Every line in the records below between the one holding "filename src/application/application_middleware.rs" and the one holding "pub mod tickets_service;", inclusive, is to be set down exactly; all other lines are to be left out.
--
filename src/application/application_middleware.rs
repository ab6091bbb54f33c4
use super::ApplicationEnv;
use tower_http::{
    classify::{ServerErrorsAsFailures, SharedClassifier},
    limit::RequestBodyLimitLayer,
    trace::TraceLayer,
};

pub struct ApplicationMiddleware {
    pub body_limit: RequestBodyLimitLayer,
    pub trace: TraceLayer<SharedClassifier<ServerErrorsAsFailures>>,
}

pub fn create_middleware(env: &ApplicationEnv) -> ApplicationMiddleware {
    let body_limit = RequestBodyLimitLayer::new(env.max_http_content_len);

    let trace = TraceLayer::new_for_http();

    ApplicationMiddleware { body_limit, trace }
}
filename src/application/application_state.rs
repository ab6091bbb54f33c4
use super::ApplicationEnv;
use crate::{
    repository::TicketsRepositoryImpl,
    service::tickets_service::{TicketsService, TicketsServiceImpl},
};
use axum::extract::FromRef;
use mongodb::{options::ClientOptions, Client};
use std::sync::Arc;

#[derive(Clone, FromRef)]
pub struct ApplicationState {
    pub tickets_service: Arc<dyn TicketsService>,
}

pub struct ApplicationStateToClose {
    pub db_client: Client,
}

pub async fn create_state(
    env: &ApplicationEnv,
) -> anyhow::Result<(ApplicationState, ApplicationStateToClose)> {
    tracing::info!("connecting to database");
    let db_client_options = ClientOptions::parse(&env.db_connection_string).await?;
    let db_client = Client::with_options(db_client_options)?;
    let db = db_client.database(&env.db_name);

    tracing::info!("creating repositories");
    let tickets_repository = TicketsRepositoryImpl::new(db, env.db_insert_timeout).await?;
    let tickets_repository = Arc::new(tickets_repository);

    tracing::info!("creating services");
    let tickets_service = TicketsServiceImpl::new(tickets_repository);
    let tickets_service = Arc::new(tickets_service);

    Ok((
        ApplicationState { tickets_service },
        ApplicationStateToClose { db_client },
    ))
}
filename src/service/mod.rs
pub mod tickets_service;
--
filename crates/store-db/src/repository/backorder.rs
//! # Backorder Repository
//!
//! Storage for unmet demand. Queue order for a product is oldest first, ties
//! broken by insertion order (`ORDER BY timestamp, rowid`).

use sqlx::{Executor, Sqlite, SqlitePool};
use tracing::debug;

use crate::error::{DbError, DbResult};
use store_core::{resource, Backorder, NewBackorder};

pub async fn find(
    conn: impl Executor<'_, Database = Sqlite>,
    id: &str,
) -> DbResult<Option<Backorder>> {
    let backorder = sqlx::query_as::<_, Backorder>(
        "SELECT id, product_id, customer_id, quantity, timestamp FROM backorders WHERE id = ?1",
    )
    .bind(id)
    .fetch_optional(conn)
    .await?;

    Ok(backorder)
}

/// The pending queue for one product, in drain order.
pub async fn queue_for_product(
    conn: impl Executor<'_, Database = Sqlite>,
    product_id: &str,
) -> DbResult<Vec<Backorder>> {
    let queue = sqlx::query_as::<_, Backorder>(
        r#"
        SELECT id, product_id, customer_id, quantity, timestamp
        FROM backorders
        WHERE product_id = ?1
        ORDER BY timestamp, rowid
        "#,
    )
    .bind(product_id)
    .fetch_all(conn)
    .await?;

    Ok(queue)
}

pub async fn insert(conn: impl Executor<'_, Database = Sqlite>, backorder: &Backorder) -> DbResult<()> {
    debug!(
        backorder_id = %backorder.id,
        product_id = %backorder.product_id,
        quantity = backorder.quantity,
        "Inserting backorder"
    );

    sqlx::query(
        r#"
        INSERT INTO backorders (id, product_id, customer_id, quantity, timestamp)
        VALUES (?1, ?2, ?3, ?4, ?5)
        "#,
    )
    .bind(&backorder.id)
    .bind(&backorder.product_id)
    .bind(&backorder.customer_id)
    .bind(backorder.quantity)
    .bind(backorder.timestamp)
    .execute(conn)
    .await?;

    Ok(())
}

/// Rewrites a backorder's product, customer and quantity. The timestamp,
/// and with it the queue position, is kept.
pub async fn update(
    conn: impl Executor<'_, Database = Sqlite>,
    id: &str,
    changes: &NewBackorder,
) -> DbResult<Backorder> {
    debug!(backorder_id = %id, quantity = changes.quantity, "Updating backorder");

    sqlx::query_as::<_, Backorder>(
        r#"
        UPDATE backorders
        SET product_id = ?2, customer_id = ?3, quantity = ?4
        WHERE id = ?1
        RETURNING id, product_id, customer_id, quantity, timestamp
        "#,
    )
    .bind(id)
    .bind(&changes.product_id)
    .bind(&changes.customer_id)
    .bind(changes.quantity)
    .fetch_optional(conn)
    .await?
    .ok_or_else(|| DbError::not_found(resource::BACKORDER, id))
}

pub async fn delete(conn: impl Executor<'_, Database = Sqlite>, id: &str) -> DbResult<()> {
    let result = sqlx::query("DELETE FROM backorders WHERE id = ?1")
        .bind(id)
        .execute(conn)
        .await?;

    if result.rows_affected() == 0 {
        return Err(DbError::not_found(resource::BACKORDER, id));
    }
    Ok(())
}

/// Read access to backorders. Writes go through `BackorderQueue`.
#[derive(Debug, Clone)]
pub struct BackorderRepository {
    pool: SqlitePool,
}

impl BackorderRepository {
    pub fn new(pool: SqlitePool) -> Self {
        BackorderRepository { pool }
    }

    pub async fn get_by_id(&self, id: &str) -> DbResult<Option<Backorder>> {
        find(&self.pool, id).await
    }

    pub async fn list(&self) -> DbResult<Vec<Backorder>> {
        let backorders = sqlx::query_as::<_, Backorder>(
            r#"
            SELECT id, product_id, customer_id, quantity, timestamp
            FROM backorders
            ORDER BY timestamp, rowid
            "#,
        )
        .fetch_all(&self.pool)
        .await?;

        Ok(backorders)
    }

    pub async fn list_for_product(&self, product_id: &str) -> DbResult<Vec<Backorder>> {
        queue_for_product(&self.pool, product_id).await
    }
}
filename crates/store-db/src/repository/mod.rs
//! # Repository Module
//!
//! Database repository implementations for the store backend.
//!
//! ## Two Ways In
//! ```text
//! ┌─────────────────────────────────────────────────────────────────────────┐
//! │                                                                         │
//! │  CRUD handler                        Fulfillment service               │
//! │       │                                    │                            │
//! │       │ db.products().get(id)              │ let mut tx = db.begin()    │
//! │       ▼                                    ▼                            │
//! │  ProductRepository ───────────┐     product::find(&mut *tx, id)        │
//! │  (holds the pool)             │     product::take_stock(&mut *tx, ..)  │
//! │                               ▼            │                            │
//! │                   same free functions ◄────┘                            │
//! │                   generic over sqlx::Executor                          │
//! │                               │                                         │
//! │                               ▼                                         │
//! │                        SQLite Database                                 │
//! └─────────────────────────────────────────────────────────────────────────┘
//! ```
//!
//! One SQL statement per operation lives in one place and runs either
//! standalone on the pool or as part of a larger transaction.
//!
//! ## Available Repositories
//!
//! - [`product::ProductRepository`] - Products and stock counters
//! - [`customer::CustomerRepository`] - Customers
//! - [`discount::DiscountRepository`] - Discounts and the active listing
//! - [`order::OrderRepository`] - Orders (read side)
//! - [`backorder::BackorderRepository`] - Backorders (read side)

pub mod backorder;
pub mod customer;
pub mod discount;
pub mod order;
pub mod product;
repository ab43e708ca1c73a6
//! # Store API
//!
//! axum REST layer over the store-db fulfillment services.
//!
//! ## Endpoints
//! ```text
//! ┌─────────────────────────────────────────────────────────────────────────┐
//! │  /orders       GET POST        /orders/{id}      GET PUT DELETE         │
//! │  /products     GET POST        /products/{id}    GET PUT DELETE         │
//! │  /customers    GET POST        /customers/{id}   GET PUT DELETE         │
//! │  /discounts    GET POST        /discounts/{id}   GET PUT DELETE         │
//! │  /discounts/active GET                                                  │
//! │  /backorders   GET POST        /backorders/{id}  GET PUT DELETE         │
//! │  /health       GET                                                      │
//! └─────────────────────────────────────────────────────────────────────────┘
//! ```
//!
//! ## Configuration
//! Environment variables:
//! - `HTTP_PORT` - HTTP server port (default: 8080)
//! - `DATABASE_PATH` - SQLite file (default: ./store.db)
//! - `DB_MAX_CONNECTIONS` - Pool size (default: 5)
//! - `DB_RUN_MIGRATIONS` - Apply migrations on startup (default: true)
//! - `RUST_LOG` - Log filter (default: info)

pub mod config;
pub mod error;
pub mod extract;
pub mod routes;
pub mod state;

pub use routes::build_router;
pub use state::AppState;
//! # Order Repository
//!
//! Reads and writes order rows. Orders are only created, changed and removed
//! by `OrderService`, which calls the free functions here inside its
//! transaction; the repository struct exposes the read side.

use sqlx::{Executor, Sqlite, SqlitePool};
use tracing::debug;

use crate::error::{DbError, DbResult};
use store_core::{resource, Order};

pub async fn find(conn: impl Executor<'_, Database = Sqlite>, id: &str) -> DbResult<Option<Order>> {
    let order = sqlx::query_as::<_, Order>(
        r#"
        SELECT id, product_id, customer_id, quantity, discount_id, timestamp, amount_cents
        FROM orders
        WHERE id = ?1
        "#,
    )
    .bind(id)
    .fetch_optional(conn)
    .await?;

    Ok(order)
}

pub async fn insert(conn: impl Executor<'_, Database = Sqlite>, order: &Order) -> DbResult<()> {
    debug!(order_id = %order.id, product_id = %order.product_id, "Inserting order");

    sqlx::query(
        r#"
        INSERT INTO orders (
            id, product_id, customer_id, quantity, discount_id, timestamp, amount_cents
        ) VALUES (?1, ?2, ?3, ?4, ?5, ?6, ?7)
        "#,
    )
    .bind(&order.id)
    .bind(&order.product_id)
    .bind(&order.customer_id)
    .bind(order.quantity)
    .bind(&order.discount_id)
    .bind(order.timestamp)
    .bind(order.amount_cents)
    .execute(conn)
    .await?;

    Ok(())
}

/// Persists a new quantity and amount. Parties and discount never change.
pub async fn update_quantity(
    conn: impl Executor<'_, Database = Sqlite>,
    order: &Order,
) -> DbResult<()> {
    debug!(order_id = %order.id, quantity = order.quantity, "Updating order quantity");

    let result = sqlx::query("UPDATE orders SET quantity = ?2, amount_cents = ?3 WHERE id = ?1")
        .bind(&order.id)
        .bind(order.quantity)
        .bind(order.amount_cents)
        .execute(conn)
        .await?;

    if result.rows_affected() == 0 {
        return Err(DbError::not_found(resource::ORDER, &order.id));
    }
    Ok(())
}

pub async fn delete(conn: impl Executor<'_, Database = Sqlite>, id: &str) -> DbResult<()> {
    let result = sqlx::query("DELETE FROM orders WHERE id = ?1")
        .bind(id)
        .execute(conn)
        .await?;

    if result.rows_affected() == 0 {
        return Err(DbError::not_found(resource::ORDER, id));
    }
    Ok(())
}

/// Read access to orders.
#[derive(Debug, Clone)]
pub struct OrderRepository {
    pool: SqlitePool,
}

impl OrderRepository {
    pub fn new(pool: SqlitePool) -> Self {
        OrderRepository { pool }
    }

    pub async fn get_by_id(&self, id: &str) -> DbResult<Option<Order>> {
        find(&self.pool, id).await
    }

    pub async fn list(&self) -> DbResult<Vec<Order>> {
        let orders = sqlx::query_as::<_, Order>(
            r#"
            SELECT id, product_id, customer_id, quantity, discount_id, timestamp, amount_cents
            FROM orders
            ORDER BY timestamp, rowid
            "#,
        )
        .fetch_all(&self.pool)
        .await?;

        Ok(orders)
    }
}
--
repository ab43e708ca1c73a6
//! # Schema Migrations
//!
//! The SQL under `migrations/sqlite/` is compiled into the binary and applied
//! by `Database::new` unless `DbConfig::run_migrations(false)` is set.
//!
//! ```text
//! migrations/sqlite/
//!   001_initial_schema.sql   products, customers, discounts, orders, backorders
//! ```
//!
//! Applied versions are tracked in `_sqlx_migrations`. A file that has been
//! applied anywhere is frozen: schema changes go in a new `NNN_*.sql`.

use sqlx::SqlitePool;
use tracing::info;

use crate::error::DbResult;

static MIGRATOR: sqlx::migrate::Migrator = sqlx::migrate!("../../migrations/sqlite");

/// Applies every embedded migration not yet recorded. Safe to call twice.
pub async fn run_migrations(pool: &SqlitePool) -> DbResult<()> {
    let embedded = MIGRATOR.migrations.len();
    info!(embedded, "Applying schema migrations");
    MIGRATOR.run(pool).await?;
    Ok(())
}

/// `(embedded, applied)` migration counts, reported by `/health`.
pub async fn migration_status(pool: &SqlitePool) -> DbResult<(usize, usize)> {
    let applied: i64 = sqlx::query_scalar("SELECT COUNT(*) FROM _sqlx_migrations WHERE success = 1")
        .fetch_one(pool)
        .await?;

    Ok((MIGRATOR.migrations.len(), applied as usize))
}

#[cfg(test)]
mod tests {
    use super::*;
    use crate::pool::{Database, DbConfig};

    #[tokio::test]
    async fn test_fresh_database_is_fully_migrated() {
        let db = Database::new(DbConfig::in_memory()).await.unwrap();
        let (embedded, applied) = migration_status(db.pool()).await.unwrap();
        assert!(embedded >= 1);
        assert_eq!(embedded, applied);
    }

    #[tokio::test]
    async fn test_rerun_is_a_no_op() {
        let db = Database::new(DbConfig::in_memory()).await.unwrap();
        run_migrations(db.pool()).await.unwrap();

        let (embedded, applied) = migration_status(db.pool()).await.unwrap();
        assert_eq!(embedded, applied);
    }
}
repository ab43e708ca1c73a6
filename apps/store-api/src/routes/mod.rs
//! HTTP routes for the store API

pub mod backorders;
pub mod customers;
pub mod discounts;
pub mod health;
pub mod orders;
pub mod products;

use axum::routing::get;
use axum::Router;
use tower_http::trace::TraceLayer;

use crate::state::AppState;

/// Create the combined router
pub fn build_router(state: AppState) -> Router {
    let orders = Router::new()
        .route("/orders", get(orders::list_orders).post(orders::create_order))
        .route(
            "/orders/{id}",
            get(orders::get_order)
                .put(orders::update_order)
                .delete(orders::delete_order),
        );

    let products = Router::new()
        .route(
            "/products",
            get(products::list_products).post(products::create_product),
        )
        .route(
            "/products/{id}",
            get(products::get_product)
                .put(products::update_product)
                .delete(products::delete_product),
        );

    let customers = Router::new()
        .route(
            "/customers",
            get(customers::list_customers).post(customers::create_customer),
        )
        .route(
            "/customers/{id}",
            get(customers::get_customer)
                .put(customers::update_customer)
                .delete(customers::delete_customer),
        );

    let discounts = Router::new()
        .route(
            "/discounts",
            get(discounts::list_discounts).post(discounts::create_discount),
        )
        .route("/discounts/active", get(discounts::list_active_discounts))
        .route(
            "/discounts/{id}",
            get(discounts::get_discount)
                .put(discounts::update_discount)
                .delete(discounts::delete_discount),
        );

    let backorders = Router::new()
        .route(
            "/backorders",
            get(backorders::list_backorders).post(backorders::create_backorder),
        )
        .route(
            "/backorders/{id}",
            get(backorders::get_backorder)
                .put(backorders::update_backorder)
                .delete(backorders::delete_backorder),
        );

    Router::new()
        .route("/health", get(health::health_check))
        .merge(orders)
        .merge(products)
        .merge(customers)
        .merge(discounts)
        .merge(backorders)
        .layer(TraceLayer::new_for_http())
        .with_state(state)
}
--
Answer space =>
filename src/application/application_middleware.rs
repository ab6091bbb54f33c4
use super::ApplicationEnv;
use tower_http::{
    classify::{ServerErrorsAsFailures, SharedClassifier},
    limit::RequestBodyLimitLayer,
    trace::TraceLayer,
};

pub struct ApplicationMiddleware {
    pub body_limit: RequestBodyLimitLayer,
    pub trace: TraceLayer<SharedClassifier<ServerErrorsAsFailures>>,
}

pub fn create_middleware(env: &ApplicationEnv) -> ApplicationMiddleware {
    let body_limit = RequestBodyLimitLayer::new(env.max_http_content_len);

    let trace = TraceLayer::new_for_http();

    ApplicationMiddleware { body_limit, trace }
}
filename src/application/application_state.rs
repository ab6091bbb54f33c4
use super::ApplicationEnv;
use crate::{
    repository::TicketsRepositoryImpl,
    service::tickets_service::{TicketsService, TicketsServiceImpl},
};
use axum::extract::FromRef;
use mongodb::{options::ClientOptions, Client};
use std::sync::Arc;

#[derive(Clone, FromRef)]
pub struct ApplicationState {
    pub tickets_service: Arc<dyn TicketsService>,
}

pub struct ApplicationStateToClose {
    pub db_client: Client,
}

pub async fn create_state(
    env: &ApplicationEnv,
) -> anyhow::Result<(ApplicationState, ApplicationStateToClose)> {
    tracing::info!("connecting to database");
    let db_client_options = ClientOptions::parse(&env.db_connection_string).await?;
    let db_client = Client::with_options(db_client_options)?;
    let db = db_client.database(&env.db_name);

    tracing::info!("creating repositories");
    let tickets_repository = TicketsRepositoryImpl::new(db, env.db_insert_timeout).await?;
    let tickets_repository = Arc::new(tickets_repository);

    tracing::info!("creating services");
    let tickets_service = TicketsServiceImpl::new(tickets_repository);
    let tickets_service = Arc::new(tickets_service);

    Ok((
        ApplicationState { tickets_service },
        ApplicationStateToClose { db_client },
    ))
}
filename src/service/mod.rs
pub mod tickets_service;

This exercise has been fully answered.